歌手・リアーナの下着ブランドが大成功 下着のサイズに隠れた“ビジネスチャンス”とは:石角友愛とめぐる、米国リテール最前線(2/4 ページ)
米国で、下着をオンラインで購入する人が増えている。その中でも、歌手のリアーナが立ち上げたブランドが注目を集めている。成功の背景にある、下着のサイズに隠れた“ビジネスチャンス”とAI活用の方法とは――。
iPhoneを使い“ぴったりサイズ”を測定
「買い物客に最高の体験を提供する方法」として採用された同社のAI技術はどのようなものか、詳しく見ていきたいと思います。
Fit:Matchのボディースキャン技術は、顧客の身体のサイズに合わせた商品を見つけるために役立てられています。報道によると、Savage X Fentyの試着室にこのAI技術が導入されており、顧客は、プライベートな空間でiPhoneを使ってたった15秒でボディースキャンができるとのことです。21年9月から、アップルの新しいLiDAR技術が全ての新型iPhoneに導入され、簡単に3Dスキャンができるになりました。
この技術が導入された背景には、そもそも、下着のサイズ選びで苦労する消費者が多かったことが挙げられます。Fit:MatchのWebサイトによると、80%もの消費者が間違ったサイズのブラジャーを使っていると分かっています。
一般に、ブラジャーのサイズはバストトップとアンダーバストの採寸をしてサイズを選定しますが、この従来の測定方法には課題があると言われています。例えば、消費者が採寸用のメジャーを持ち合わせていないため、そもそも寸法が測定できないこと、採寸したくない消費者がいること、正しい測り方が分からないこと、体形の変化に伴い測定結果が変わることなどです。また、そもそも2Dで測定した寸法が必ずしも3Dである体にフィットするとは限らない点も見逃せません。
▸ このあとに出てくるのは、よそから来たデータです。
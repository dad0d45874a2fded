//! Bridges between stack control blocks and outbound sockets.
//!
//! A [`TcpConnection`] pairs one TCP control block with one outbound
//! socket and moves bytes both ways under the stack's flow control. A
//! [`UdpFlow`] does the same for one UDP flow with a bounded datagram
//! queue. Both are driven from the runtime: stack events on one side,
//! filtered socket readiness on the other.

pub mod ring;
pub mod tcp;
pub mod udp;

pub use ring::{DatagramRing, DEFAULT_QUEUE_CAPACITY};
pub use tcp::{RelayState, TcpConnection};
pub use udp::UdpFlow;
//! UDP flow relay: one client flow, one outbound socket, a bounded queue
//! of datagrams in between.

use std::io;
use std::time::{Duration, Instant};

use tracing::{debug, trace};

use super::ring::DatagramRing;
use crate::common::error::log_sock_error;
use crate::sock::{Ready, SocketOps};
use crate::stack::{Datagram, FlowKey, UdpPcb};

const MAX_DATAGRAM: usize = 65535;

pub struct UdpFlow {
    key: FlowKey,
    socket: Option<Box<dyn SocketOps>>,
    ring: DatagramRing,
    last_active: Instant,
    released: bool,
}

impl UdpFlow {
    pub fn new(key: FlowKey, capacity: usize) -> Self {
        Self {
            key,
            socket: None,
            ring: DatagramRing::new(capacity),
            last_active: Instant::now(),
            released: false,
        }
    }

    pub fn key(&self) -> FlowKey {
        self.key
    }

    pub fn is_attached(&self) -> bool {
        self.socket.is_some()
    }

    pub fn is_released(&self) -> bool {
        self.released
    }

    pub fn queued(&self) -> usize {
        self.ring.len()
    }

    pub fn socket_mut(&mut self) -> Option<&mut (dyn SocketOps + 'static)> {
        self.socket.as_deref_mut()
    }

    pub fn attach(&mut self, socket: Box<dyn SocketOps>) {
        debug!(flow = %self.key, backend = socket.name(), "udp flow attached");
        self.socket = Some(socket);
    }

    pub fn on_flow_ready(&mut self) {
        if let Some(socket) = self.socket.as_mut() {
            socket.evctl(Ready::READABLE, true);
        }
    }

    pub fn on_datagram_from_stack<P: UdpPcb>(&mut self, pcb: &mut P, datagram: Datagram) {
        if self.released {
            return;
        }
        self.touch();
        if self.socket.is_none() {
            trace!(flow = %self.key, "no transport, answering port unreachable");
            pcb.port_unreachable(&datagram.origin);
            self.teardown(pcb);
            return;
        }
        if let Some(old) = self.ring.push(datagram.payload.into_bytes()) {
            trace!(flow = %self.key, len = old.len(), "udp queue full, dropped oldest");
        }
        self.on_socket_event(pcb, Ready::WRITABLE);
    }

    pub fn on_socket_event<P: UdpPcb>(&mut self, pcb: &mut P, ready: Ready) {
        if self.socket.is_none() || ready.is_empty() {
            return;
        }
        if ready.intersects(Ready::ERROR | Ready::HUP) {
            self.teardown(pcb);
            return;
        }
        if ready.contains(Ready::READABLE) && !self.on_socket_readable(pcb) {
            self.teardown(pcb);
            return;
        }
        if ready.contains(Ready::WRITABLE) {
            self.flush();
        }
    }

    /// Forward everything readable to the client. False on a fatal socket
    /// error.
    fn on_socket_readable<P: UdpPcb>(&mut self, pcb: &mut P) -> bool {
        let Some(socket) = self.socket.as_mut() else {
            return true;
        };
        let mut buf = vec![0u8; MAX_DATAGRAM];
        loop {
            match socket.recv(&mut buf) {
                Ok(0) => {}
                Ok(n) => {
                    self.last_active = Instant::now();
                    if let Err(e) = pcb.send(&buf[..n]) {
                        debug!(flow = %self.key, error = %e, "dropping reply");
                    }
                }
                Err(e) if e.kind() == io::ErrorKind::WouldBlock => return true,
                Err(e) if e.kind() == io::ErrorKind::Interrupted => {}
                Err(e) => {
                    log_sock_error("udp relay recv", &e);
                    return false;
                }
            }
        }
    }

    /// 按 FIFO 发送队列，遇到未能完整发出的数据报即停止
    fn flush(&mut self) {
        let Some(socket) = self.socket.as_mut() else {
            return;
        };
        while let Some(front) = self.ring.front() {
            match socket.send(front) {
                Ok(_) => {
                    self.ring.pop();
                }
                Err(e) => {
                    if e.kind() != io::ErrorKind::WouldBlock {
                        log_sock_error("udp relay send", &e);
                    }
                    break;
                }
            }
        }
        socket.evctl(Ready::WRITABLE, !self.ring.is_empty());
    }

    /// Release the socket, the queue and the stack side. Only the first call
    /// has an effect.
    pub fn teardown<P: UdpPcb>(&mut self, pcb: &mut P) {
        if self.released {
            return;
        }
        self.released = true;
        if let Some(mut socket) = self.socket.take() {
            socket.destroy();
        }
        self.ring.clear();
        pcb.remove();
        debug!(flow = %self.key, "udp flow closed");
    }

    pub fn touch(&mut self) {
        self.last_active = Instant::now();
    }

    pub fn is_idle(&self, now: Instant, timeout: Duration) -> bool {
        now.saturating_duration_since(self.last_active) >= timeout
    }
}

impl Drop for UdpFlow {
    fn drop(&mut self) {
        if let Some(mut socket) = self.socket.take() {
            socket.destroy();
        }
    }
}

#[cfg(test)]
mod tests {
    use super::*;
    use crate::relay::mock::MockUdpPcb;
    use crate::sock::mock::MockSocket;
    use crate::stack::{DatagramOrigin, SegmentChain};
    use bytes::Bytes;

    fn key() -> FlowKey {
        FlowKey::new("10.0.0.2:5353".parse().unwrap(), "10.0.0.1:53".parse().unwrap())
    }

    fn datagram(payload: &'static [u8]) -> Datagram {
        Datagram {
            payload: SegmentChain::from(Bytes::from_static(payload)),
            origin: DatagramOrigin {
                key: key(),
                hop_limit: 64,
                udp_len: 8 + payload.len(),
                udp_header: [0; 8],
            },
        }
    }

    fn attached(capacity: usize) -> (UdpFlow, std::rc::Rc<std::cell::RefCell<crate::sock::mock::MockState>>) {
        let (sock, state) = MockSocket::new();
        let mut flow = UdpFlow::new(key(), capacity);
        flow.attach(Box::new(sock));
        flow.on_flow_ready();
        (flow, state)
    }

    #[test]
    fn ready_arms_read() {
        let (_flow, state) = attached(8);
        assert_eq!(state.borrow().interest, Ready::READABLE);
    }

    #[test]
    fn datagram_sent_immediately() {
        let (mut flow, state) = attached(8);
        let mut pcb = MockUdpPcb::default();
        flow.on_datagram_from_stack(&mut pcb, datagram(b"query"));
        assert_eq!(state.borrow().datagrams, vec![b"query".to_vec()]);
        assert_eq!(flow.queued(), 0);
        assert!(!state.borrow().interest.contains(Ready::WRITABLE));
    }

    #[test]
    fn blocked_socket_keeps_newest_datagrams() {
        let (mut flow, state) = attached(2);
        let mut pcb = MockUdpPcb::default();
        state.borrow_mut().accept_all = false;
        for payload in [&b"one"[..], &b"two"[..], &b"three"[..]] {
            flow.on_datagram_from_stack(&mut pcb, datagram(payload));
        }
        assert_eq!(flow.queued(), 2);
        assert!(state.borrow().interest.contains(Ready::WRITABLE));

        state.borrow_mut().accept_all = true;
        flow.on_socket_event(&mut pcb, Ready::WRITABLE);
        assert_eq!(state.borrow().datagrams, vec![b"two".to_vec(), b"three".to_vec()]);
        assert!(!state.borrow().interest.contains(Ready::WRITABLE));
    }

    #[test]
    fn replies_are_relayed_unmodified() {
        let (mut flow, state) = attached(8);
        let mut pcb = MockUdpPcb::default();
        {
            let mut st = state.borrow_mut();
            st.reads.push_back(Ok(b"answer-1".to_vec()));
            st.reads.push_back(Ok(b"answer-2".to_vec()));
        }
        flow.on_socket_event(&mut pcb, Ready::READABLE);
        assert_eq!(pcb.sent, vec![b"answer-1".to_vec(), b"answer-2".to_vec()]);
        assert!(flow.is_attached());
    }

    #[test]
    fn stack_send_failures_are_dropped() {
        let (mut flow, state) = attached(8);
        let mut pcb = MockUdpPcb {
            fail_send: true,
            ..Default::default()
        };
        state.borrow_mut().reads.push_back(Ok(vec![0u8; 9000]));
        flow.on_socket_event(&mut pcb, Ready::READABLE);
        assert!(flow.is_attached());
        assert_eq!(pcb.removed, 0);
    }

    #[test]
    fn socket_error_tears_down_once() {
        let (mut flow, state) = attached(8);
        let mut pcb = MockUdpPcb::default();
        state
            .borrow_mut()
            .reads
            .push_back(Err(io::Error::from(io::ErrorKind::UnexpectedEof)));
        flow.on_socket_event(&mut pcb, Ready::READABLE);
        assert!(flow.is_released());
        assert_eq!(pcb.removed, 1);
        assert_eq!(state.borrow().destroyed, 1);

        flow.teardown(&mut pcb);
        flow.on_socket_event(&mut pcb, Ready::HUP);
        assert_eq!(pcb.removed, 1);
        assert_eq!(state.borrow().destroyed, 1);
    }

    #[test]
    fn unattached_flow_answers_port_unreachable() {
        let mut flow = UdpFlow::new(key(), 8);
        let mut pcb = MockUdpPcb::default();
        flow.on_datagram_from_stack(&mut pcb, datagram(b"x"));
        assert_eq!(pcb.unreachable, 1);
        assert_eq!(pcb.removed, 1);
        // later datagrams for the released flow are ignored
        flow.on_datagram_from_stack(&mut pcb, datagram(b"y"));
        assert_eq!(pcb.unreachable, 1);
    }

    #[test]
    fn idle_detection() {
        let (mut flow, _state) = attached(8);
        let start = Instant::now();
        flow.touch();
        assert!(!flow.is_idle(start, Duration::from_secs(60)));
        assert!(flow.is_idle(Instant::now() + Duration::from_secs(61), Duration::from_secs(60)));
    }
}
そこで、Savage X Fentyでは、こうした課題を解決し、より消費者の身体にフィットした下着を提供するために、Fit:Matchのボディースキャン技術を使って3Dデータを取得することにしたのです。
これまで、あらゆる体形やサイズの何千人もの女性の寸法をスキャンし、実際にブラジャーを試着してもらうことでデータを集めたということです。こうして集められたバストスキャンデータは、AIのトレーニングに使用されたほか、実際に最も体にフィットしたブラジャーのサイズに基づいてグループ化され、3Dサイズチャートとしてまとめられました。